Supplied records:

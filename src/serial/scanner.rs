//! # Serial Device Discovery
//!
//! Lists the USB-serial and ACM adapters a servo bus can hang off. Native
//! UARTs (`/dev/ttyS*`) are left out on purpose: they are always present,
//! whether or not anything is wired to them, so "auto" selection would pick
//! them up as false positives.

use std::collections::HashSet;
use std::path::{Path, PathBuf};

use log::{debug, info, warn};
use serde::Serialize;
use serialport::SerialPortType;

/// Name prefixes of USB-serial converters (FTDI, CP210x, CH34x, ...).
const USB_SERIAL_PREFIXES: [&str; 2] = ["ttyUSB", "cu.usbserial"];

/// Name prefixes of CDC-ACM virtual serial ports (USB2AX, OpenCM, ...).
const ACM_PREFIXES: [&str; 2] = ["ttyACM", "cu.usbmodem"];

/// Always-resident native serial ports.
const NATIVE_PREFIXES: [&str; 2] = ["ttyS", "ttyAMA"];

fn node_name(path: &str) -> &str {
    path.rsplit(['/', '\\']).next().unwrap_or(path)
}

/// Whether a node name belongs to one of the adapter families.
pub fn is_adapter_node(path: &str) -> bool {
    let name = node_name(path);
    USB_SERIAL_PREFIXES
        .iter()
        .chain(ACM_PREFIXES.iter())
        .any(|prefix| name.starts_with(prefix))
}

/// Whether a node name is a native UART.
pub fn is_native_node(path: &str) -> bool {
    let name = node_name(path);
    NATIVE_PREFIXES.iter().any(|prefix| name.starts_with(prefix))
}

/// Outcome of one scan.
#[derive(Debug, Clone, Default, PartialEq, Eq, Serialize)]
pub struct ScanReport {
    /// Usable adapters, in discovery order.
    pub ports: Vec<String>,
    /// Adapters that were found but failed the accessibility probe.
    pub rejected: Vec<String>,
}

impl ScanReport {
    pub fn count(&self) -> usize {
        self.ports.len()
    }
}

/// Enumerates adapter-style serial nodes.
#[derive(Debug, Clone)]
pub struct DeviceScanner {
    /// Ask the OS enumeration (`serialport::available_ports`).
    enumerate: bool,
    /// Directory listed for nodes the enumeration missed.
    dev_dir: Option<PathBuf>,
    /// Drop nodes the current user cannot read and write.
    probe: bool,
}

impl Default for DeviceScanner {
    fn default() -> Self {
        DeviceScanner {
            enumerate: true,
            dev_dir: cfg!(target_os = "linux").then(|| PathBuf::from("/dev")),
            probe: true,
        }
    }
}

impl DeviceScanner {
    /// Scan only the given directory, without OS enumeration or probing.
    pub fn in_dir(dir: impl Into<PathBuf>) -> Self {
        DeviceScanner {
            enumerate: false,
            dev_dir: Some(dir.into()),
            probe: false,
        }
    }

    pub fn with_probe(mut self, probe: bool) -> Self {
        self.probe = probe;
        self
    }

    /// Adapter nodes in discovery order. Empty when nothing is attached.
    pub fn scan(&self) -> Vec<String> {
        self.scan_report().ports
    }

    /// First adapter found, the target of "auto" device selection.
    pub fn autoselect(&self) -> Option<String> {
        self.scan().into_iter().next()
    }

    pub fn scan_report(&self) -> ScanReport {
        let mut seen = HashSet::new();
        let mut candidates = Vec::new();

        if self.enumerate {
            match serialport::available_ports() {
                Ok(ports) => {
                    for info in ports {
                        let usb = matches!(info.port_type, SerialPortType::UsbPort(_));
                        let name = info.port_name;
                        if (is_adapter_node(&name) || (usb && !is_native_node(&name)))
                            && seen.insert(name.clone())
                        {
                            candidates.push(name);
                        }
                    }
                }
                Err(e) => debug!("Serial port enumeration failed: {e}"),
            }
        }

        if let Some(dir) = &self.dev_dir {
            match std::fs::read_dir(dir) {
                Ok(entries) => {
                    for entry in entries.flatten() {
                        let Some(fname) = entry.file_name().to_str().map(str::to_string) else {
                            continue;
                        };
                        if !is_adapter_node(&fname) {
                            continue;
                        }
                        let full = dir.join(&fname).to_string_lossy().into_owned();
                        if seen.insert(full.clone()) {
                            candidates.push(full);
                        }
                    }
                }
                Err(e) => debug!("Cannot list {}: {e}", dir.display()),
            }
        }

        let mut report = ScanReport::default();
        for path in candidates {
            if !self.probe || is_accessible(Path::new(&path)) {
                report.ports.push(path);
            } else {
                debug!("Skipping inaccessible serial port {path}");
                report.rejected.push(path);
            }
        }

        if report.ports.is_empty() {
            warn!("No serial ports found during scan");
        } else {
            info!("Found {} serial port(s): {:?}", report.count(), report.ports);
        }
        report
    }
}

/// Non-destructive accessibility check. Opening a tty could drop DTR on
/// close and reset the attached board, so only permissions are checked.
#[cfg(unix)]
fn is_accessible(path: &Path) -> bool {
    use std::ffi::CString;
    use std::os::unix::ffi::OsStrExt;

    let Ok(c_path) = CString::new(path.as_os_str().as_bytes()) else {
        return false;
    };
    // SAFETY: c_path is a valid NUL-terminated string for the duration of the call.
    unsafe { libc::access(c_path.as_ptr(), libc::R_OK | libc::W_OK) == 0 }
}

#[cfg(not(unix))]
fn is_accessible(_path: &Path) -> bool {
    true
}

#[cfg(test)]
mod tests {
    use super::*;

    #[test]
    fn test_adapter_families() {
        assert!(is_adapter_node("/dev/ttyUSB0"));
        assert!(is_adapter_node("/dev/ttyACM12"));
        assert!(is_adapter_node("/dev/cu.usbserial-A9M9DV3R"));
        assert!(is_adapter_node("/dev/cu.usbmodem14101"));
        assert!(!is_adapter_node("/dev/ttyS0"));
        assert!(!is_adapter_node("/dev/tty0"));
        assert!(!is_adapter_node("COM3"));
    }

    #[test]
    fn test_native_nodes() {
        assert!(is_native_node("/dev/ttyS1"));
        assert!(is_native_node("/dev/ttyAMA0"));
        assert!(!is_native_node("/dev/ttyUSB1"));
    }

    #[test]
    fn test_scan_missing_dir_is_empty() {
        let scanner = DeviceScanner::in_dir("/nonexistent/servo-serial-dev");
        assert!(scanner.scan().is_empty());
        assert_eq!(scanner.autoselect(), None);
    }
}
==
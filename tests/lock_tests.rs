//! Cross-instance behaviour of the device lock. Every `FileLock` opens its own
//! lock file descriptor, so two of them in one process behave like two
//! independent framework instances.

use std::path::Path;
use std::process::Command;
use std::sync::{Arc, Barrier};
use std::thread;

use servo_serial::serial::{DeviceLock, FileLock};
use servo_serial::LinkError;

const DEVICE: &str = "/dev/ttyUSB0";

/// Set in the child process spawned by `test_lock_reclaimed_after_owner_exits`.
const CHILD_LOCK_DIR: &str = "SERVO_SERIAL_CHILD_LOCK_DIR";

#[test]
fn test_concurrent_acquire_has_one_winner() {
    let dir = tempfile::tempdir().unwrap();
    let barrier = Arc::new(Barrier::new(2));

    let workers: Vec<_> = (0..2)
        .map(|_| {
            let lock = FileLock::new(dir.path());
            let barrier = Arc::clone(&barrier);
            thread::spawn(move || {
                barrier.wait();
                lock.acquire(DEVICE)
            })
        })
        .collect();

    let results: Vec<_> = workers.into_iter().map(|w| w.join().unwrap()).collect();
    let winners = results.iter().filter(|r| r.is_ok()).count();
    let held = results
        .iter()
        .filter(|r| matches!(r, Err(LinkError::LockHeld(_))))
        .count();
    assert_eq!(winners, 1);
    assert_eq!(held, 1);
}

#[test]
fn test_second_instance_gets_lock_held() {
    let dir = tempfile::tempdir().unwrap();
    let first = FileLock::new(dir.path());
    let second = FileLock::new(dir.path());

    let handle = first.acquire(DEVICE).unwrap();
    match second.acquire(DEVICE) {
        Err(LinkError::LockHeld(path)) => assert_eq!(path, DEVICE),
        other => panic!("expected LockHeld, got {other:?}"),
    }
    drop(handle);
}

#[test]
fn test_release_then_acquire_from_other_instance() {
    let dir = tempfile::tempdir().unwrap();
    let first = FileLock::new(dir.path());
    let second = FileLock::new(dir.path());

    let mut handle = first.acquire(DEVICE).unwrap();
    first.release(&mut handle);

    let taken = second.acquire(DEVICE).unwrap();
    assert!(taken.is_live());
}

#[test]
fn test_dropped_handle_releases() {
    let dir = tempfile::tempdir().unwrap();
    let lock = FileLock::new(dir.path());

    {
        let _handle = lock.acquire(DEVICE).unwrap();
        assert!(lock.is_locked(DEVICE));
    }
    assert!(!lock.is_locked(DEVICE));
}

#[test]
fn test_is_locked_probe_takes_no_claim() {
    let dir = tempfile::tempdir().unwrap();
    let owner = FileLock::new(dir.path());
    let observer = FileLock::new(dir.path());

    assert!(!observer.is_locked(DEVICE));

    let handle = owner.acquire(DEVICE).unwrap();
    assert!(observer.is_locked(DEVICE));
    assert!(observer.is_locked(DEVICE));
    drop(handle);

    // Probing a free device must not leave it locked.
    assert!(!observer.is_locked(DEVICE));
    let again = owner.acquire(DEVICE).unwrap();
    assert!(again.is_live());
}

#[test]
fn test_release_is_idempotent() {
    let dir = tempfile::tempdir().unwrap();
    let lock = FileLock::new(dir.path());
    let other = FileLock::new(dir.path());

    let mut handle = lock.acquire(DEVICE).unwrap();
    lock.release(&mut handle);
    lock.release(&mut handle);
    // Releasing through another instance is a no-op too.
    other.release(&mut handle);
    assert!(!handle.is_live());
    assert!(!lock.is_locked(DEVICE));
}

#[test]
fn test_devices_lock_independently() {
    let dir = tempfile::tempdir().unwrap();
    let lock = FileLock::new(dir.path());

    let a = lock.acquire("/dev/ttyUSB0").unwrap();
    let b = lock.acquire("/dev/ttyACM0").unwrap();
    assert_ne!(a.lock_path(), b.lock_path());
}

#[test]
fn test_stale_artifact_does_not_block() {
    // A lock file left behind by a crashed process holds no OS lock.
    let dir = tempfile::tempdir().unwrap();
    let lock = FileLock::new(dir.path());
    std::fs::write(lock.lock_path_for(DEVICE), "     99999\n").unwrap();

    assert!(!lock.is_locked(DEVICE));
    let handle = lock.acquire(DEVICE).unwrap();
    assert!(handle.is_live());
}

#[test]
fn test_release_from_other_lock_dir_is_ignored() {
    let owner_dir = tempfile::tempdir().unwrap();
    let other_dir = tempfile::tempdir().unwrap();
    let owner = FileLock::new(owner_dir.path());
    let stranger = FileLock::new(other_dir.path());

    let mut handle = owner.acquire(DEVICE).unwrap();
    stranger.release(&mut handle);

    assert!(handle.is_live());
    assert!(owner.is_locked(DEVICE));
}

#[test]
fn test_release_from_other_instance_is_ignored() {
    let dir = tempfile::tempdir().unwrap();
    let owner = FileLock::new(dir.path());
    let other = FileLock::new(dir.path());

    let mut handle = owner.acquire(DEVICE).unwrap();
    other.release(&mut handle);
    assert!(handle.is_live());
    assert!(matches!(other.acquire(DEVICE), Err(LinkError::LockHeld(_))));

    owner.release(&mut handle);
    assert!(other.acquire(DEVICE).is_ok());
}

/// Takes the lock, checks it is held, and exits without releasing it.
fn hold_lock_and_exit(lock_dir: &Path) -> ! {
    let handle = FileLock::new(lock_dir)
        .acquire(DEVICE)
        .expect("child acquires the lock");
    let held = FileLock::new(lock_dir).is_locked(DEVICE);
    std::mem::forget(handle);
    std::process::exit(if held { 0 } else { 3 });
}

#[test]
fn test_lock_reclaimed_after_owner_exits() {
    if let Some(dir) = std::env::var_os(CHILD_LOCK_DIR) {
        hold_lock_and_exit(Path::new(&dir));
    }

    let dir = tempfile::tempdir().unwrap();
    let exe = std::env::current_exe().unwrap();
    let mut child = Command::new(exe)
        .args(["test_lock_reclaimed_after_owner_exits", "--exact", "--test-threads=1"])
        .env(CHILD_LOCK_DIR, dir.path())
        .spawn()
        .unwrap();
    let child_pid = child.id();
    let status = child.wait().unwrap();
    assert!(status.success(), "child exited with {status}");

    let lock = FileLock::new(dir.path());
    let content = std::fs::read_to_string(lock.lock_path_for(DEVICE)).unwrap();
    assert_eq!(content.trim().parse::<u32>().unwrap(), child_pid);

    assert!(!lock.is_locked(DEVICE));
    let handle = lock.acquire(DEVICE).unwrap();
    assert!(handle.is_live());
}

Assignment: Search the preceding listing for "rejected", then copy every line that holds it.

Response:
    pub rejected: Vec<String>,
                report.rejected.push(path);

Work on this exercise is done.